Janet Miller asked a friend. According to Miller, her friend "knows a lot more about it than me." She said they answered her by saying, "Making music is a long way from the music business. If you play, that's great and all, but if you're in business, then your job is to perform and record, not to love your co-workers." Then she added, "I would say - it has to be worth it - just like any relationship."

And, just like any relationship, money has to come into the conversation at some point. Money is one of those subjects we've been taught to avoid, but when your art is your living, it's often a necessary part of any conversation about booking a gig and who you're going to get to populate it.

Having gigs is important. It may seem like we're stating the obvious, but K.K. Valentine Smith said she feels if you're going to have a band, you need to put together gigs - or there won't be anything to keep the group playing together.

Larry Audette has played upright bass in many jazz combos in the area for decades and he answered the question with a Duke Ellington quote: "To keep a band together, you need a gimmick; the gimmick I use is I pay them money."

Christine Autumn, a jazz singer who performs regularly with Audette, said, "Find gigs that pay for more than the gas to get there."

Carl Stewart, a guitarist who plays solo and with groups, said, "Everyone needs to have an invested commitment - lifelong musicians who will be playing with or without the band. The enjoyable factor of surrounding each other with your talent and musicality and the creativity factor of being able to take a 24-bar solo if the muse strikes. Equal money ... equal work. Oh, and no drunks or egomaniacs."

Sometimes substance abuse becomes a huge part of band conversations.

"Multiple gigs with individuals whom I've had to ask to consume less - if it affects the music, it's a problem. If it's an every time thing, it's an ending. Asking someone to be a professional shouldn't need to happen," he said.

Mark Barlos, who has played in several different local bands, said, "I am one of those 'sober-ites,' and I am usually the one member who observes everything and doesn't say much about others' condition."

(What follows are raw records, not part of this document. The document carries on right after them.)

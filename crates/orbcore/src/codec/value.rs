// SPDX-License-Identifier: Apache-2.0 OR MIT
// Copyright (c) 2025-2026 naskel.com

//! Type-erased structured values.

/// A structured value that can hold anything the wire format expresses.
///
/// Struct fields are an *ordered* list of `(name, value)` pairs; the
/// order is part of the wire contract and mirrors the owning
/// descriptor's declared field order.
#[derive(Debug, Clone, PartialEq)]
pub enum Value {
    // Primitives
    Bool(bool),
    U8(u8),
    U16(u16),
    U32(u32),
    U64(u64),
    I8(i8),
    I16(i16),
    I32(i32),
    I64(i64),
    F32(f32),
    F64(f64),
    Char(char),
    String(String),

    // Composites
    Struct(Vec<(String, Value)>),
    Sequence(Vec<Value>),
    /// Enum ordinal plus the declared label it names.
    Enum(u32, String),
}

impl Value {
    /// Build a struct value from `(name, value)` pairs in declared order.
    pub fn structure<N: Into<String>>(fields: Vec<(N, Value)>) -> Self {
        Self::Struct(fields.into_iter().map(|(n, v)| (n.into(), v)).collect())
    }

    /// Short kind name for diagnostics.
    pub fn kind_name(&self) -> &'static str {
        match self {
            Self::Bool(_) => "bool",
            Self::U8(_) => "u8",
            Self::U16(_) => "u16",
            Self::U32(_) => "u32",
            Self::U64(_) => "u64",
            Self::I8(_) => "i8",
            Self::I16(_) => "i16",
            Self::I32(_) => "i32",
            Self::I64(_) => "i64",
            Self::F32(_) => "f32",
            Self::F64(_) => "f64",
            Self::Char(_) => "char",
            Self::String(_) => "string",
            Self::Struct(_) => "struct",
            Self::Sequence(_) => "sequence",
            Self::Enum(..) => "enum",
        }
    }

    /// Try to get as bool.
    pub fn as_bool(&self) -> Option<bool> {
        match self {
            Self::Bool(v) => Some(*v),
            _ => None,
        }
    }

    /// Try to get as u32.
    pub fn as_u32(&self) -> Option<u32> {
        match self {
            Self::U32(v) => Some(*v),
            _ => None,
        }
    }

    /// Try to get as i16.
    pub fn as_i16(&self) -> Option<i16> {
        match self {
            Self::I16(v) => Some(*v),
            _ => None,
        }
    }

    /// Try to get as i32.
    pub fn as_i32(&self) -> Option<i32> {
        match self {
            Self::I32(v) => Some(*v),
            _ => None,
        }
    }

    /// Try to get as f32.
    pub fn as_f32(&self) -> Option<f32> {
        match self {
            Self::F32(v) => Some(*v),
            _ => None,
        }
    }

    /// Try to get as f64.
    pub fn as_f64(&self) -> Option<f64> {
        match self {
            Self::F64(v) => Some(*v),
            _ => None,
        }
    }

    /// Try to get as string.
    pub fn as_str(&self) -> Option<&str> {
        match self {
            Self::String(v) => Some(v),
            _ => None,
        }
    }

    /// Try to get as sequence.
    pub fn as_sequence(&self) -> Option<&[Value]> {
        match self {
            Self::Sequence(v) => Some(v),
            _ => None,
        }
    }

    /// Try to get a struct field by name.
    pub fn get_field(&self, name: &str) -> Option<&Value> {
        match self {
            Self::Struct(fields) => fields.iter().find(|(n, _)| n == name).map(|(_, v)| v),
            _ => None,
        }
    }

    /// Get enum ordinal.
    pub fn enum_ordinal(&self) -> Option<u32> {
        match self {
            Self::Enum(ordinal, _) => Some(*ordinal),
            _ => None,
        }
    }

    /// Get enum label.
    pub fn enum_label(&self) -> Option<&str> {
        match self {
            Self::Enum(_, label) => Some(label),
            _ => None,
        }
    }
}

// Conversion traits
impl From<bool> for Value {
    fn from(v: bool) -> Self {
        Self::Bool(v)
    }
}

impl From<u8> for Value {
    fn from(v: u8) -> Self {
        Self::U8(v)
    }
}

impl From<u16> for Value {
    fn from(v: u16) -> Self {
        Self::U16(v)
    }
}

impl From<u32> for Value {
    fn from(v: u32) -> Self {
        Self::U32(v)
    }
}

impl From<u64> for Value {
    fn from(v: u64) -> Self {
        Self::U64(v)
    }
}

impl From<i8> for Value {
    fn from(v: i8) -> Self {
        Self::I8(v)
    }
}

impl From<i16> for Value {
    fn from(v: i16) -> Self {
        Self::I16(v)
    }
}

impl From<i32> for Value {
    fn from(v: i32) -> Self {
        Self::I32(v)
    }
}

impl From<i64> for Value {
    fn from(v: i64) -> Self {
        Self::I64(v)
    }
}

impl From<f32> for Value {
    fn from(v: f32) -> Self {
        Self::F32(v)
    }
}

impl From<f64> for Value {
    fn from(v: f64) -> Self {
        Self::F64(v)
    }
}

impl From<char> for Value {
    fn from(v: char) -> Self {
        Self::Char(v)
    }
}

impl From<String> for Value {
    fn from(v: String) -> Self {
        Self::String(v)
    }
}

impl From<&str> for Value {
    fn from(v: &str) -> Self {
        Self::String(v.to_string())
    }
}

impl<T: Into<Value>> From<Vec<T>> for Value {
    fn from(v: Vec<T>) -> Self {
        Self::Sequence(v.into_iter().map(Into::into).collect())
    }
}

#[cfg(test)]
mod tests {
    use super::*;

    #[test]
    fn test_primitive_values() {
        let v = Value::from(42u32);
        assert_eq!(v.as_u32(), Some(42));
        assert_eq!(v.as_i32(), None);

        let v = Value::from("hello");
        assert_eq!(v.as_str(), Some("hello"));
        assert_eq!(v.kind_name(), "string");
    }

    #[test]
    fn test_struct_value_preserves_order() {
        let v = Value::structure(vec![("x", Value::from(10i32)), ("y", Value::from(20i32))]);
        assert_eq!(v.get_field("x").and_then(Value::as_i32), Some(10));
        assert_eq!(v.get_field("y").and_then(Value::as_i32), Some(20));
        assert!(v.get_field("z").is_none());

        if let Value::Struct(fields) = &v {
            assert_eq!(fields[0].0, "x");
            assert_eq!(fields[1].0, "y");
        } else {
            panic!("expected struct");
        }
    }

    #[test]
    fn test_sequence_value() {
        let v = Value::from(vec![1u32, 2, 3]);
        let seq = v.as_sequence().expect("sequence");
        assert_eq!(seq.len(), 3);
        assert_eq!(seq[2].as_u32(), Some(3));
    }

    #[test]
    fn test_enum_value() {
        let v = Value::Enum(1, "IDLE".to_string());
        assert_eq!(v.enum_ordinal(), Some(1));
        assert_eq!(v.enum_label(), Some("IDLE"));
    }
}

He added that health is also a concern. "Stay healthy by all means and make the rest of the members of the band sound great. I love playing in bands and we form families, including the rest of the road crew, other management and pros who help. Radio, fans and other support are so important."

He also pointed out the importance of the unseen members of any band.

"Balance between the work and personal life, never forget the spouses and keep them very happy. Have some chemistry and a sense of humor for the interviews." He followed with a funny quote from the "Band Whisperer": "Keeping a band together can be as tough as a $2 steak."

Reyes Cisneros had several points to make about what keeps a band together. He fronts the reggae band Iriebellion and said, "We've gone a little over a year now and it seems to be for us to have a sense of direction, keep fresh material coming and listen to everyone's ideas, but focus and implement those that will help the band continue to progress."

All of these pieces of advice seem like good points for all of you who are currently in bands or thinking of forming one. Speaking as a fan and follower of live music, your tenacity and drive for making music and keeping a band together are appreciated. We know it's not an easy thing.